• ASSIGNED TASK: The task calls for each line of the records below in which the word "unsolicited" appears.

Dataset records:
// ============================================
// File: crates/kpxc-browser/src/exchange.rs
// ============================================
//! # Reply Reception
//!
//! ## Creation Reason
//! The client, the pass-through proxy and the interceptor all wait for
//! KeePassXC's answer to one request. KeePassXC is not always clean about
//! it, so the quirks are absorbed here, once.
//!
//! ## Receive Quirks
//! ```text
//! send(request)
//!   receive ──► 2 bytes?            ──► receive once more
//!   parse   ──► notification while
//!               awaiting another
//!               action?             ──► receive once more
//!   reply
//! ```
//!
//! ## ⚠️ Important Note for Next Developer
//! - Exactly ONE extra receive per quirk. This reproduces what KeePassXC
//!   has been seen to do; it is not a documented protocol rule, and a
//!   second stray frame or a second notification will surface as an error
//! - The extra receive reuses the caller's timeout
//!
//! ## Last Modified
//! v0.1.0 - Initial reply reception

use std::time::Duration;

use tracing::debug;

use kpxc_core::{Action, CoreError, Envelope, Nonce};
use kpxc_transport::Connection;

use crate::error::Result;

/// Length of the stray frame KeePassXC occasionally emits before a reply.
pub const STRAY_FRAME_LEN: usize = 2;

/// Receives one message, discarding a single two-byte stray frame.
///
/// # Errors
/// Transport errors from either receive.
pub async fn receive_skipping_stray<C>(
    conn: &mut C,
    max_bytes: usize,
    timeout: Option<Duration>,
) -> Result<Vec<u8>>
where
    C: Connection + ?Sized,
{
    let raw = conn.receive(max_bytes, timeout).await?;
    if raw.len() != STRAY_FRAME_LEN {
        return Ok(raw);
    }
    debug!("Discarding two-byte frame");
    Ok(conn.receive(max_bytes, timeout).await?)
}

/// Receives and parses the reply to a request for `expected`.
///
/// # Errors
/// Transport errors, or `MalformedEnvelope` if the reply is not an envelope.
pub async fn receive_reply<C>(
    conn: &mut C,
    expected: Action,
    max_bytes: usize,
    timeout: Option<Duration>,
) -> Result<Envelope>
where
    C: Connection + ?Sized,
{
    let raw = receive_skipping_stray(conn, max_bytes, timeout).await?;
    let reply = Envelope::parse(&raw)?;

    let unsolicited = reply
        .action()
        .map(|action| action.is_notification() && action != expected)
        .unwrap_or(false);
    if !unsolicited {
        return Ok(reply);
    }

    debug!(
        action = %expected,
        notification = %reply.action,
        "Skipping notification received while awaiting reply"
    );
    let raw = conn.receive(max_bytes, timeout).await?;
    Ok(Envelope::parse(&raw)?)
}

/// Checks the clear part of a reply to a request sent with `nonce`.
///
/// Status first (a server error carries no usable nonce), then
/// [`verify_reply`]. Returns the reply nonce.
///
/// # Errors
/// `Remote`, `UnexpectedAction` or `NonceMismatch`.
pub fn check_reply(nonce: &Nonce, expected: Action, reply: &Envelope) -> Result<Option<Nonce>> {
    reply.check_status()?;
    verify_reply(nonce, expected, reply)
}

/// Checks the action name, then the nonce whenever the reply carries one.
///
/// Unlike [`check_reply`] this accepts error replies, so a relay can pass
/// them on after checking they answer the request it sent.
///
/// # Errors
/// `UnexpectedAction` or `NonceMismatch`.
pub fn verify_reply(nonce: &Nonce, expected: Action, reply: &Envelope) -> Result<Option<Nonce>> {
    if reply.action != expected.as_str() {
        return Err(CoreError::unexpected(expected.as_str(), reply.action.clone()).into());
    }
    let reply_nonce = reply.nonce()?;
    if let Some(reply_nonce) = &reply_nonce {
        if !nonce.is_followed_by(reply_nonce) {
            return Err(CoreError::NonceMismatch.into());
        }
    }
    Ok(reply_nonce)
}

• TASK OUTPUT:
    let unsolicited = reply
    if !unsolicited {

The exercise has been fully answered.